Table_1_Heme oxygenase-independent bilin biosynthesis revealed by a hmox1 suppressor screening in Chlamydomonas reinhardtii.XLSX

Bilins are open-chain tetrapyrroles synthesized in phototrophs by successive enzymic reactions catalyzed by heme oxygenases (HMOXs/HOs) and ferredoxin-dependent biliverdin reductases (FDBRs) that typically serve as chromophore cofactors for phytochromes and phycobiliproteins. Chlamydomonas reinhardtii lacks both phycobiliproteins and phytochromes. Nonetheless, the activity and stability of photosystem I (PSI) and the catalytic subunit of magnesium chelatase (MgCh) named CHLH1 are significantly reduced and phototropic growth is significantly attenuated in a hmox1 mutant that is deficient in bilin biosynthesis. Consistent with these findings, previous studies on hmox1 uncovered an essential role for bilins in chloroplast retrograde signaling, maintenance of a functional photosynthetic apparatus, and the direct regulation of chlorophyll biosynthesis. In this study, we generated and screened a collection of insertional mutants in a hmox1 genetic background for suppressor mutants with phototropic growth restored to rates observed in wild-type 4A+ C. reinhardtii cells. Here, we characterized a suppressor of hmox1 named ho1su1 with phototrophic growth rates and levels of CHLH1 and PSI proteins similar to 4A+. Tetrad analysis indicated that a plasmid insertion co-segregated with the suppressor phenotype of ho1su1. Results from TAIL-PCR and plasmid rescue experiments demonstrated that the plasmid insertion was located in exon 1 of the HMOX1 locus. Heterologous expression of the bilin-binding reporter Nostoc punctiforme NpF2164g5 in the chloroplast of ho1su1 indicated that bilin accumulated in the chloroplast of ho1su1 despite the absence of the HMOX1 protein. Collectively, our study reveals the presence of an alternative bilin biosynthetic pathway independent of HMOX1 in the chloroplasts of Chlamydomonas cells.

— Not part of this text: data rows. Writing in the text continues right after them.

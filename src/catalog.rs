use std::collections::{BTreeMap, HashMap, HashSet};
use std::time::Duration;

use anyhow::bail;

use crate::config::model::{GpuRequest, ServiceConfig, SlotConfig};
use crate::config::validate::find_closest_match;
use crate::error::SlotError;
use crate::identity::{ProjectIdentity, LABEL_MODEL, LABEL_PROJECT, LABEL_SERVICE};
use crate::platform::expand_home;

/// Everything the runtime needs to create the container for one service.
#[derive(Debug, Clone, PartialEq)]
pub struct LaunchSpec {
    pub image: String,
    pub container_name: String,
    pub command: Vec<String>,
    pub entrypoint: Option<Vec<String>>,
    pub env: BTreeMap<String, String>,
    pub volumes: Vec<String>,
    pub host_port: u16,
    pub container_port: u16,
    pub gpus: GpuRequest,
    pub shm_size_bytes: Option<i64>,
    pub labels: HashMap<String, String>,
}

#[derive(Debug, Clone, PartialEq)]
pub struct Readiness {
    pub probe_url: String,
    pub poll_interval: Duration,
    pub timeout: Duration,
}

/// Display metadata; never affects lifecycle decisions.
#[derive(Debug, Clone, PartialEq)]
pub struct ServiceInfo {
    pub model: String,
    pub served_model_name: String,
    pub description: Option<String>,
    pub gpu_memory: Option<String>,
    pub context_length: Option<u32>,
}

#[derive(Debug, Clone, PartialEq)]
pub struct ServiceDefinition {
    pub identifier: String,
    pub launch: LaunchSpec,
    pub readiness: Readiness,
    pub info: ServiceInfo,
}

impl ServiceDefinition {
    pub fn from_config(svc: &ServiceConfig, identity: &ProjectIdentity) -> Self {
        let container_name = svc
            .container_name
            .clone()
            .unwrap_or_else(|| identity.default_container_name(&svc.name));

        let mut labels = HashMap::new();
        labels.insert(LABEL_PROJECT.to_string(), identity.slug.clone());
        labels.insert(LABEL_SERVICE.to_string(), svc.name.clone());
        labels.insert(LABEL_MODEL.to_string(), svc.model.clone());

        let volumes = svc.volumes.iter().map(|v| expand_home(v)).collect();

        Self {
            identifier: svc.name.clone(),
            launch: LaunchSpec {
                image: svc.image.clone(),
                container_name,
                command: svc
                    .command
                    .clone()
                    .map(|c| c.into_vec())
                    .unwrap_or_default(),
                entrypoint: svc.entrypoint.clone().map(|e| e.into_vec()),
                env: svc.env.clone(),
                volumes,
                host_port: svc.port,
                container_port: svc.container_port,
                gpus: svc.gpus,
                shm_size_bytes: svc
                    .shm_size_mb
                    .map(|mb| i64::try_from(mb.saturating_mul(1024 * 1024)).unwrap_or(i64::MAX)),
                labels,
            },
            readiness: Readiness {
                probe_url: svc.readiness.probe_url(svc.port),
                poll_interval: Duration::from_millis(svc.readiness.poll_interval_ms),
                timeout: Duration::from_millis(svc.readiness.timeout_ms),
            },
            info: ServiceInfo {
                model: svc.model.clone(),
                served_model_name: svc
                    .served_model_name
                    .clone()
                    .unwrap_or_else(|| svc.model.clone()),
                description: svc.description.clone(),
                gpu_memory: svc.gpu_memory.clone(),
                context_length: svc.context_length,
            },
        }
    }

    /// Base URL of the OpenAI-compatible API, e.g. `http://localhost:8001`.
    pub fn api_base(&self) -> String {
        format!("http://localhost:{}", self.launch.host_port)
    }
}

/// The fixed, ordered set of services that may occupy the slot.
#[derive(Debug, Clone, Default)]
pub struct ServiceCatalog {
    services: Vec<ServiceDefinition>,
}

impl ServiceCatalog {
    /// Build a catalog, rejecting duplicate identifiers, host ports, and
    /// container names.
    pub fn new(services: Vec<ServiceDefinition>) -> anyhow::Result<Self> {
        let mut ids = HashSet::new();
        let mut ports = HashMap::new();
        let mut containers = HashMap::new();
        for svc in &services {
            if !ids.insert(svc.identifier.as_str()) {
                bail!("duplicate service `{}`", svc.identifier);
            }
            if let Some(other) = ports.insert(svc.launch.host_port, svc.identifier.as_str()) {
                bail!(
                    "services `{}` and `{}` both use host port {}",
                    other,
                    svc.identifier,
                    svc.launch.host_port
                );
            }
            if let Some(other) =
                containers.insert(svc.launch.container_name.as_str(), svc.identifier.as_str())
            {
                bail!(
                    "services `{}` and `{}` both use container name `{}`",
                    other,
                    svc.identifier,
                    svc.launch.container_name
                );
            }
        }
        Ok(Self { services })
    }

    pub fn from_config(config: &SlotConfig, identity: &ProjectIdentity) -> anyhow::Result<Self> {
        Self::new(
            config
                .services
                .iter()
                .map(|svc| ServiceDefinition::from_config(svc, identity))
                .collect(),
        )
    }

    pub fn get(&self, identifier: &str) -> Option<&ServiceDefinition> {
        self.services.iter().find(|s| s.identifier == identifier)
    }

    pub fn lookup(&self, identifier: &str) -> Result<&ServiceDefinition, SlotError> {
        self.get(identifier).ok_or_else(|| {
            let names = self.list();
            let advice = match find_closest_match(identifier, &names) {
                Some(s) => Some(format!("did you mean `{}`?", s)),
                None if names.is_empty() => {
                    Some("no services are configured; add a [[services]] table".to_string())
                }
                None => Some(format!("available services: {}", names.join(", "))),
            };
            SlotError::NotFound {
                identifier: identifier.to_string(),
                advice,
            }
        })
    }

    /// Identifiers in declaration order.
    pub fn list(&self) -> Vec<&str> {
        self.services.iter().map(|s| s.identifier.as_str()).collect()
    }

    pub fn iter(&self) -> impl Iterator<Item = &ServiceDefinition> {
        self.services.iter()
    }

    pub fn len(&self) -> usize {
        self.services.len()
    }

    pub fn is_empty(&self) -> bool {
        self.services.is_empty()
    }
}

#[cfg(test)]
pub(crate) mod tests {
    use super::*;
    use std::path::PathBuf;

    pub(crate) fn definition(identifier: &str, port: u16) -> ServiceDefinition {
        ServiceDefinition {
            identifier: identifier.to_string(),
            launch: LaunchSpec {
                image: "vllm/vllm-openai:latest".to_string(),
                container_name: format!("llmslot-test-{identifier}"),
                command: vec![],
                entrypoint: None,
                env: BTreeMap::new(),
                volumes: vec![],
                host_port: port,
                container_port: 8000,
                gpus: GpuRequest::Count(0),
                shm_size_bytes: None,
                labels: HashMap::new(),
            },
            readiness: Readiness {
                probe_url: format!("http://localhost:{port}/v1/models"),
                poll_interval: Duration::from_millis(10),
                timeout: Duration::from_millis(200),
            },
            info: ServiceInfo {
                model: format!("org/{identifier}"),
                served_model_name: format!("org/{identifier}"),
                description: None,
                gpu_memory: None,
                context_length: None,
            },
        }
    }

    fn catalog() -> ServiceCatalog {
        ServiceCatalog::new(vec![
            definition("architect", 8000),
            definition("dev", 8001),
            definition("po", 8002),
        ])
        .unwrap()
    }

    #[test]
    fn list_keeps_declaration_order() {
        assert_eq!(catalog().list(), vec!["architect", "dev", "po"]);
    }

    #[test]
    fn lookup_finds_service() {
        let c = catalog();
        let dev = c.lookup("dev").unwrap();
        assert_eq!(dev.launch.host_port, 8001);
    }

    #[test]
    fn lookup_missing_suggests_closest() {
        let err = catalog().lookup("architec").unwrap_err();
        match err {
            SlotError::NotFound { identifier, advice } => {
                assert_eq!(identifier, "architec");
                assert_eq!(advice.as_deref(), Some("did you mean `architect`?"));
            }
            other => panic!("expected NotFound, got {other:?}"),
        }
    }

    #[test]
    fn lookup_missing_lists_available() {
        let err = catalog().lookup("zzz").unwrap_err();
        match err {
            SlotError::NotFound { advice, .. } => {
                assert_eq!(advice.as_deref(), Some("available services: architect, dev, po"));
            }
            other => panic!("expected NotFound, got {other:?}"),
        }
    }

    #[test]
    fn duplicate_identifier_rejected() {
        let err = ServiceCatalog::new(vec![definition("dev", 8001), definition("dev", 8002)])
            .unwrap_err();
        assert!(err.to_string().contains("duplicate service `dev`"));
    }

    #[test]
    fn duplicate_port_rejected() {
        let err = ServiceCatalog::new(vec![definition("dev", 8001), definition("po", 8001)])
            .unwrap_err();
        assert!(err.to_string().contains("host port 8001"), "got: {err}");
    }

    #[test]
    fn duplicate_container_rejected() {
        let mut po = definition("po", 8002);
        po.launch.container_name = "llmslot-test-dev".to_string();
        let err = ServiceCatalog::new(vec![definition("dev", 8001), po]).unwrap_err();
        assert!(err.to_string().contains("container name"), "got: {err}");
    }

    #[test]
    fn definition_from_config_applies_defaults() {
        let config: SlotConfig = toml::from_str(
            r#"
            [project]
            name = "agents"

            [[services]]
            name = "po"
            image = "vllm/vllm-openai:v0.6.3"
            model = "Qwen/Qwen2.5-7B-Instruct"
            port = 8002
            command = ["--model", "Qwen/Qwen2.5-7B-Instruct"]
            shm_size_mb = 2048
            "#,
        )
        .unwrap();
        let identity = ProjectIdentity::new("agents", PathBuf::from("/srv/agents/llmslot.toml"));
        let catalog = ServiceCatalog::from_config(&config, &identity).unwrap();
        let po = catalog.lookup("po").unwrap();

        assert_eq!(po.launch.container_name, identity.default_container_name("po"));
        assert_eq!(po.launch.labels[LABEL_PROJECT], identity.slug);
        assert_eq!(po.launch.labels[LABEL_SERVICE], "po");
        assert_eq!(po.launch.command.len(), 2);
        assert_eq!(po.launch.shm_size_bytes, Some(2048 * 1024 * 1024));
        assert_eq!(po.readiness.probe_url, "http://localhost:8002/v1/models");
        assert_eq!(po.readiness.timeout, Duration::from_secs(120));
        assert_eq!(po.info.served_model_name, "Qwen/Qwen2.5-7B-Instruct");
        assert_eq!(po.api_base(), "http://localhost:8002");
    }
}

生物素是一种由光能生物通过连续的酶促反应合成的开环四吡咯，这些反应由血红素氧合酶（HMOXs/HOs）和铁氧还蛋白依赖性胆绿素还原酶（FDBRs）催化，这些酶通常作为植物色素和蓝藻蛋白的色素辅因子。莱因哈德氏衣藻（Chlamydomonas reinhardtii）缺乏植物色素和光敏色素。尽管如此，hmox1突变体中光合系统I（PSI）和镁螯合酶催化亚基CHLH1的活性和稳定性显著降低，光向性生长显著减弱，而hmox1突变体在生物素生物合成中存在缺陷。与这些发现一致，先前对hmox1的研究揭示了生物素在叶绿体逆向信号传导、维持功能性光合装置以及直接调控叶绿素生物合成中的关键作用。在本研究中，我们针对hmox1基因背景生成并筛选了一系列插入突变体，以寻找能够恢复野生型4A+ C. reinhardtii细胞光向性生长速率的抑制突变体。在此，我们表征了一种名为ho1su1的hmox1抑制突变体，其光向性生长速率以及CHLH1和PSI蛋白水平与4A+相似。四分体分析表明，质粒插入与ho1su1的抑制表型共分离。TAI-PCR和质粒拯救实验的结果表明，质粒插入位于HMOX1位点的第1外显子。在ho1su1的叶绿体中异源表达生物素结合报告基因Nostoc punctiforme NpF2164g5表明，尽管缺乏HMOX1蛋白，生物素仍然在ho1su1的叶绿体中积累。总体而言，我们的研究揭示了在莱因哈德氏衣藻细胞叶绿体中存在一种独立于HMOX1的替代生物素生物合成途径。